**TASK STATEMENT**
From the data, return each line holding the word "enumerate".

________

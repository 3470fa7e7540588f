use std::collections::BTreeMap;
use std::fmt;

use geo_types::{Geometry, Point};

use crate::{Crs, RasterError, RasterResult};

/// One row of an attribute table.
pub type Record = BTreeMap<String, FieldValue>;

/// A feature attribute value.
#[derive(Debug, Clone, PartialEq)]
pub enum FieldValue {
    Integer(i64),
    Real(f64),
    Text(String),
    Null,
}

impl FieldValue {
    /// Numeric view used when burning attributes into rasters.
    #[must_use]
    #[allow(clippy::cast_precision_loss)]
    pub fn as_f64(&self) -> Option<f64> {
        match self {
            FieldValue::Integer(v) => Some(*v as f64),
            FieldValue::Real(v) => Some(*v),
            FieldValue::Text(s) => s.trim().parse().ok(),
            FieldValue::Null => None,
        }
    }
}

impl From<serde_json::Value> for FieldValue {
    fn from(value: serde_json::Value) -> Self {
        match value {
            serde_json::Value::Null => FieldValue::Null,
            serde_json::Value::Number(n) => n
                .as_i64()
                .map(FieldValue::Integer)
                .or_else(|| n.as_f64().map(FieldValue::Real))
                .unwrap_or(FieldValue::Null),
            serde_json::Value::String(s) => FieldValue::Text(s),
            other => FieldValue::Text(other.to_string()),
        }
    }
}

impl fmt::Display for FieldValue {
    fn fmt(&self, f: &mut fmt::Formatter<'_>) -> fmt::Result {
        match self {
            FieldValue::Integer(v) => write!(f, "{v}"),
            FieldValue::Real(v) => write!(f, "{v}"),
            FieldValue::Text(s) => f.write_str(s),
            FieldValue::Null => f.write_str("NULL"),
        }
    }
}

/// One geometry with its attributes.
#[derive(Debug, Clone, PartialEq)]
pub struct Feature {
    pub geometry: Geometry<f64>,
    pub attributes: BTreeMap<String, FieldValue>,
}

impl Feature {
    #[must_use]
    pub fn new(geometry: Geometry<f64>) -> Self {
        Self {
            geometry,
            attributes: BTreeMap::new(),
        }
    }

    #[must_use]
    pub fn with_attribute(mut self, name: impl Into<String>, value: FieldValue) -> Self {
        self.attributes.insert(name.into(), value);
        self
    }

    #[must_use]
    pub fn attribute(&self, name: &str) -> Option<&FieldValue> {
        self.attributes.get(name)
    }
}

/// An in-memory vector layer.
#[derive(Debug, Clone, PartialEq)]
pub struct VectorLayer {
    pub crs: Option<Crs>,
    /// Attribute names in source order.
    pub fields: Vec<String>,
    pub features: Vec<Feature>,
}

impl VectorLayer {
    #[must_use]
    pub fn new(crs: Option<Crs>) -> Self {
        Self {
            crs,
            fields: Vec::new(),
            features: Vec::new(),
        }
    }

    /// Appends a feature, registering any attribute names not seen before.
    pub fn push(&mut self, feature: Feature) {
        for name in feature.attributes.keys() {
            if !self.fields.iter().any(|f| f == name) {
                self.fields.push(name.clone());
            }
        }
        self.features.push(feature);
    }

    /// Builds a point layer from table rows holding longitude and latitude
    /// columns. Every column, coordinates included, is kept as an attribute.
    ///
    /// # Errors
    ///
    /// Returns [`RasterError::InvalidArgument`] naming the first row whose
    /// coordinates are missing or not numeric.
    pub fn from_lon_lat<I>(records: I, lon: &str, lat: &str, crs: Crs) -> RasterResult<Self>
    where
        I: IntoIterator<Item = Record>,
    {
        let mut layer = Self::new(Some(crs));
        for (row, record) in records.into_iter().enumerate() {
            let coordinate = |column: &str| {
                record
                    .get(column)
                    .and_then(FieldValue::as_f64)
                    .filter(|v| v.is_finite())
                    .ok_or_else(|| {
                        RasterError::invalid(format!("row {row} has no numeric '{column}' column"))
                    })
            };
            let point = Point::new(coordinate(lon)?, coordinate(lat)?);
            layer.push(Feature {
                geometry: Geometry::Point(point),
                attributes: record,
            });
        }
        Ok(layer)
    }

    /// Like [`VectorLayer::from_lon_lat`], reading the rows from a JSON array of
    /// flat objects.
    ///
    /// # Errors
    ///
    /// Returns [`RasterError::InvalidArgument`] for malformed JSON or rows.
    pub fn from_json_records(json: &str, lon: &str, lat: &str, crs: Crs) -> RasterResult<Self> {
        let rows: Vec<serde_json::Map<String, serde_json::Value>> = serde_json::from_str(json)
            .map_err(|e| RasterError::invalid(format!("malformed record table: {e}")))?;
        let records = rows.into_iter().map(|row| {
            row.into_iter()
                .map(|(name, value)| (name, FieldValue::from(value)))
                .collect::<Record>()
        });
        Self::from_lon_lat(records, lon, lat, crs)
    }

    #[must_use]
    pub fn len(&self) -> usize {
        self.features.len()
    }

    #[must_use]
    pub fn is_empty(&self) -> bool {
        self.features.is_empty()
    }

    /// Burn values of `attribute` for every feature that carries a numeric one.
    pub fn burn_values<'a>(
        &'a self,
        attribute: &'a str,
    ) -> impl Iterator<Item = (&'a Geometry<f64>, f64)> + 'a {
        self.features.iter().filter_map(move |feature| {
            feature
                .attribute(attribute)
                .and_then(FieldValue::as_f64)
                .map(|value| (&feature.geometry, value))
        })
    }
}
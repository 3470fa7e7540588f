//! Rasterize subcommand

use std::path::PathBuf;

use clap::Parser;
use rastertiles::{Compression, DataType, GeoEngine, RasterizeOptions, default_engine};

use crate::{CommandResult, Completion};

#[derive(Parser, Debug)]
#[command(about = "Burn a vector attribute into a raster")]
pub struct Args {
    /// Vector layer to burn
    #[arg(value_name = "SRC")]
    source: PathBuf,

    #[arg(value_name = "DST")]
    destination: PathBuf,

    /// Numeric attribute whose value is burned into each cell
    #[arg(short, long)]
    attribute: String,

    /// Raster whose grid and CRS the output copies
    #[arg(short, long, value_name = "FILE")]
    template: PathBuf,

    /// Burn every cell a shape touches
    #[arg(long)]
    all_touched: bool,

    /// Value of cells no shape covers
    #[arg(long, default_value_t = -9999.0, allow_hyphen_values = true)]
    nodata: f64,

    #[arg(long = "type", default_value = "float32")]
    data_type: DataType,

    #[arg(long, default_value = "none")]
    compress: Compression,

    /// Replace an existing destination
    #[arg(long)]
    overwrite: bool,
}

pub fn run(args: Args) -> CommandResult {
    let engine = default_engine();
    let grid = engine.open_grid(&args.template)?;
    let options = RasterizeOptions::new(args.attribute)
        .all_touched(args.all_touched)
        .nodata(args.nodata)
        .data_type(args.data_type)
        .compression(args.compress);

    if rastertiles::rasterize(
        &engine,
        &args.source,
        &args.destination,
        &grid,
        &options,
        args.overwrite,
    )? {
        println!("{}", args.destination.display());
    } else {
        println!(
            "{} exists, pass --overwrite to replace it",
            args.destination.display()
        );
    }
    Ok(Completion::Complete)
}
use std::path::PathBuf;
use std::sync::Arc;

use rstest::rstest;

use crate::tests::{ScriptedEngine, hidden_files, write_fixture};
use crate::tiling::{SkipReason, TileJob, TileStatus, TileWorker, index_width};
use crate::{Extent, GeoEngine, RasterError, TiffEngine, WarpOptions};

fn job(source: PathBuf, folder: PathBuf, index: usize) -> TileJob {
    TileJob {
        source_path: source,
        extent: Extent::new(0.0, 0.0, 20.0, 20.0).unwrap(),
        index,
        output_folder: folder,
    }
}

#[rstest]
#[case(1, 2)]
#[case(4, 2)]
#[case(100, 2)]
#[case(101, 3)]
#[case(1000, 3)]
#[case(1001, 4)]
fn test_index_width(#[case] total: usize, #[case] width: usize) {
    assert_eq!(index_width(total), width);
}

#[rstest]
#[case("in/dem.tif", 4, 3, "out/dem_03.tif")]
#[case("in/dem.TIF", 4, 0, "out/dem_00.TIF")]
#[case("in/dem", 4, 1, "out/dem_01.tif")]
#[case("in/dem.tif", 121, 7, "out/dem_007.tif")]
fn test_output_names(
    #[case] source: &str,
    #[case] total: usize,
    #[case] index: usize,
    #[case] expected: &str,
) {
    let worker = TileWorker::new(Arc::new(TiffEngine::new()), total);
    let path = worker.output_path(&job(source.into(), "out".into(), index));
    assert_eq!(path, PathBuf::from(expected));
}

#[test]
fn test_process_writes_tile() {
    let dir = tempfile::tempdir().unwrap();
    let source = write_fixture(dir.path(), "src.tif", 4, 4);
    let worker = TileWorker::new(Arc::new(TiffEngine::new()), 4)
        .warp_options(WarpOptions::default().resolution(10.0, 10.0).unwrap());

    let result = worker.process(job(source, dir.path().to_path_buf(), 0));
    assert!(matches!(result.status, TileStatus::Success));
    assert_eq!(result.output_path, dir.path().join("src_00.tif"));

    let tile = TiffEngine::new().open_raster(&result.output_path).unwrap();
    assert_eq!(tile.cells().values(), &[8.0, 9.0, 12.0, 13.0]);
    assert!(hidden_files(dir.path()).is_empty());
}

#[test]
fn test_existing_output_is_skipped() {
    let dir = tempfile::tempdir().unwrap();
    let source = write_fixture(dir.path(), "src.tif", 4, 4);
    std::fs::write(dir.path().join("src_02.tif"), b"already here").unwrap();

    let engine = Arc::new(ScriptedEngine::new());
    let worker = TileWorker::new(engine.clone(), 4);
    let result = worker.process(job(source, dir.path().to_path_buf(), 2));

    assert!(matches!(
        result.status,
        TileStatus::Skipped(SkipReason::AlreadyExists)
    ));
    assert_eq!(engine.warps(), 0);
    assert_eq!(std::fs::read(&result.output_path).unwrap(), b"already here");
}

#[test]
fn test_engine_failure_leaves_no_file() {
    let dir = tempfile::tempdir().unwrap();
    let source = write_fixture(dir.path(), "src.tif", 4, 4);
    let worker = TileWorker::new(Arc::new(ScriptedEngine::new().fail_on("_01.")), 4);

    let result = worker.process(job(source, dir.path().to_path_buf(), 1));
    assert!(matches!(
        result.status,
        TileStatus::Failed(RasterError::EngineFailure(_))
    ));
    assert!(!result.output_path.exists());
    assert!(hidden_files(dir.path()).is_empty());
}

#[test]
fn test_unreadable_source_fails_tile() {
    let dir = tempfile::tempdir().unwrap();
    let worker = TileWorker::new(Arc::new(TiffEngine::new()), 4);
    let result = worker.process(job(
        dir.path().join("missing.tif"),
        dir.path().to_path_buf(),
        0,
    ));
    assert!(matches!(
        result.status,
        TileStatus::Failed(RasterError::UnreadableSource { .. })
    ));
}
//! Options subcommand
//!
//! List the options each operation accepts.

use clap::Parser;
use rastertiles::options::{Operation, describe};

use crate::{CommandResult, Completion};

#[derive(Parser, Debug)]
#[command(about = "List the options an operation accepts")]
pub struct Args {
    /// Operation to describe: write, warp, rasterize, tile or map-values [default: all]
    #[arg(value_name = "OPERATION")]
    operation: Option<Operation>,
}

pub fn run(args: &Args) -> CommandResult {
    let operations = match args.operation {
        Some(op) => vec![op],
        None => Operation::ALL.to_vec(),
    };

    for (i, op) in operations.into_iter().enumerate() {
        if i > 0 {
            println!();
        }
        println!("{}:", op.name());
        for option in describe(op) {
            println!(
                "  {:<14} {:<12} default: {:<18} {}",
                option.name, option.kind, option.default, option.description
            );
        }
    }
    Ok(Completion::Complete)
}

________

**RESULT BELOW**
        for (row, record) in records.into_iter().enumerate() {
    for (i, op) in operations.into_iter().enumerate() {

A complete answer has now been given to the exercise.